OK, this all stems from the good-old-days of assembler programming when we routinely - no, more than that, neccessarily had to use bit-masks to effect conditional branching in a program. Truth is that the binary code compiled from your source code still uses a bit-mask comparison to implement every Control Structure in your script/code/program.
Bit-masks use a logical AND or OR to compare bits in the mask with bits in the data.
To test for a specific bit position you use a mask with only that position set to 1 and a logical AND
mask: 00001000 = 0x08 = 8
test1: 11010111 = 0xE7 = 215
test2: 10011001 = 0x99 = 153
The mask here means that we only compare the 4th bit, and a logical AND returns FALSE for test1 because the 4th bit is OFF; it returns TRUE for test2 because the 4th bit is ON.
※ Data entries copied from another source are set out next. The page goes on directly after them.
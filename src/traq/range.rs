use chrono::{Datelike, NaiveDate};
use tracing::{trace, warn};

use crate::traq::{
    entry::TimeEntry,
    storage::{DayLogStore, StorageError},
    sum::{self, Totals},
    Config, DateTime,
};

pub fn dates_in_month(year: i32, month: u32) -> Vec<NaiveDate> {
    NaiveDate::from_ymd_opt(year, month, 1)
        .map(|first| {
            first
                .iter_days()
                .take_while(|date| date.month() == month)
                .collect()
        })
        .unwrap_or_default()
}

pub fn dates_in_year(year: i32) -> Vec<NaiveDate> {
    (1..=12).flat_map(|month| dates_in_month(year, month)).collect()
}

/// Reads one day as stored.
///
/// Days that cannot be read are reported as `None`. A missing file just means
/// nothing was tracked that day.
pub fn read_day(
    store: &impl DayLogStore,
    project: &str,
    date: NaiveDate,
) -> Option<Vec<TimeEntry>> {
    match store.read_day(project, date) {
        Ok(entries) => Some(entries),
        Err(StorageError::Missing { path }) => {
            trace!(path = %path.display(), "no log for date");
            None
        }
        Err(e) => {
            warn!(%date, error = %e, "skipping unreadable day log");
            None
        }
    }
}

/// Reads one day and prepares it with the configured loader.
pub fn load_day(
    store: &impl DayLogStore,
    config: &Config,
    date: NaiveDate,
    now: DateTime,
) -> Option<Vec<TimeEntry>> {
    read_day(store, &config.project, date).map(|entries| config.loader.apply(entries, now))
}

/// Totals of every readable day in `dates`, one result per day.
pub fn evaluate_days(
    store: &impl DayLogStore,
    config: &Config,
    dates: &[NaiveDate],
    now: DateTime,
) -> Vec<(NaiveDate, Totals)> {
    dates
        .iter()
        .filter_map(|&date| {
            let entries = load_day(store, config, date, now)?;
            Some((date, sum::sum_entries(&entries, config.unterminated)))
        })
        .collect()
}

/// Totals of all readable days in `dates` added together.
pub fn summarize(
    store: &impl DayLogStore,
    config: &Config,
    dates: &[NaiveDate],
    now: DateTime,
) -> Totals {
    let mut totals = Totals::new();
    for (_, day) in evaluate_days(store, config, dates, now) {
        sum::merge(&mut totals, day);
    }
    totals
}
use std::collections::HashSet;

use hgota_common::cancel::CancelToken;
use hgota_common::models::report::ScanReport;
use hgota_core::network::mock::{self, MockLink, MockOpener};
use hgota_core::scanner::DiscoveryScanner;
use pnet::util::MacAddr;

use crate::utils::{DEVICE, FixedAdapters, HOST, adapter, lo, scan_cfg, template};

fn scan(opener: &MockOpener, adapters: Vec<hgota_common::network::interface::Adapter>) -> Vec<ScanReport> {
    DiscoveryScanner::new(opener, scan_cfg(), CancelToken::new()).scan_all(&FixedAdapters(adapters))
}

#[test]
fn device_behind_second_adapter_is_reported_once() {
    let opener = MockOpener::new();
    let silent = MockLink::new();
    opener.add("eth0", silent.clone());
    opener.add("eth1", MockLink::with_responder(mock::report_responder(DEVICE, template())));

    let reports = scan(
        &opener,
        vec![
            adapter("eth0", 2, Some(MacAddr(0x3c, 0, 0, 0, 0, 1))),
            adapter("eth1", 3, Some(HOST)),
        ],
    );

    assert_eq!(reports.len(), 1, "got {reports:?}");
    assert_eq!(reports[0].adapter, "eth1 (3)");
    assert_eq!(reports[0].interface, "eth1");
    assert_eq!(reports[0].device_mac, DEVICE);
    assert_eq!(reports[0].host_mac, HOST);
    assert!(!silent.sent().is_empty(), "silent adapter was never probed");
}

#[test]
fn report_fields_survive_the_wire() {
    let opener = MockOpener::new();
    opener.add("eth0", MockLink::with_responder(mock::report_responder(DEVICE, template())));

    let reports = scan(&opener, vec![adapter("eth0", 2, Some(HOST))]);

    assert_eq!(reports.len(), 1);
    let report = &reports[0];
    assert_eq!(report.version_str(), "2.3.0.1");
    assert_eq!(report.chip_id, 0x8088);
    assert_eq!(report.svn_version, 4711);
    assert_eq!(report.app_version, 9);
    assert_eq!(report.tail, vec![0xde, 0xad]);
}

#[test]
fn repeated_replies_collapse_per_adapter() {
    let opener = MockOpener::new();
    let link = MockLink::with_responder(mock::report_responder(DEVICE, template()));
    opener.add("eth0", link.clone());

    let reports = scan(&opener, vec![adapter("eth0", 2, Some(HOST))]);

    assert_eq!(link.sent().len(), 3, "every probe should be sent");
    assert_eq!(reports.len(), 1);
}

#[test]
fn same_device_on_two_adapters_is_reported_twice() {
    let opener = MockOpener::new();
    opener.add("eth0", MockLink::with_responder(mock::report_responder(DEVICE, template())));
    opener.add("eth1", MockLink::with_responder(mock::report_responder(DEVICE, template())));

    let reports = scan(
        &opener,
        vec![
            adapter("eth0", 2, Some(HOST)),
            adapter("eth1", 3, Some(MacAddr(0x3c, 0, 0, 0, 0, 9))),
        ],
    );

    let adapters: HashSet<&str> = reports.iter().map(|r| r.adapter.as_str()).collect();
    assert_eq!(reports.len(), 2);
    assert!(adapters.contains("eth0 (2)"));
    assert!(adapters.contains("eth1 (3)"));
}

#[test]
fn loopback_and_addressless_adapters_are_not_probed() {
    let opener = MockOpener::new();
    let addressless = MockLink::new();
    opener.add("tun0", addressless.clone());

    let reports = scan(&opener, vec![lo(), adapter("tun0", 5, None)]);

    assert!(reports.is_empty());
    assert!(addressless.sent().is_empty());
}

#[test]
fn unopenable_adapter_does_not_hide_the_others() {
    let opener = MockOpener::new();
    opener.add("eth1", MockLink::with_responder(mock::report_responder(DEVICE, template())));

    let reports = scan(
        &opener,
        vec![adapter("missing0", 2, Some(HOST)), adapter("eth1", 3, Some(HOST))],
    );

    assert_eq!(reports.len(), 1);
    assert_eq!(reports[0].adapter, "eth1 (3)");
}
Now, there are some situations where this might be usefull in higher-level languages, but they are increasingly rare; and all could be implemented with other code constructs. Since bit-wise operations are not easy to read and comprehend, even for the person who wrote them originally, I would not recomend you use them in php; especailly as the logical comparison constructs are not complete in themselves but must be embedded within an IF or the like.
$mask = 0x08;
$var1 = 0xE7;
if (($mask & $var1) = $mask) {
// this IF executes because 4th bit is set in $var1
// [edit] and even as I'm writing it I get it wrong:
// does NOT execute cos 4th bit is OFF in $var1
// but you have to interpret the hex to see what is going on
}
A bigger bug-vector is hard to think of. It was a bug vector in assembler but back then we had to use them and worked with hex-binary-dec crib cards on out desks.
Bitmask Howto just to confirm how obscure this kind of coding is.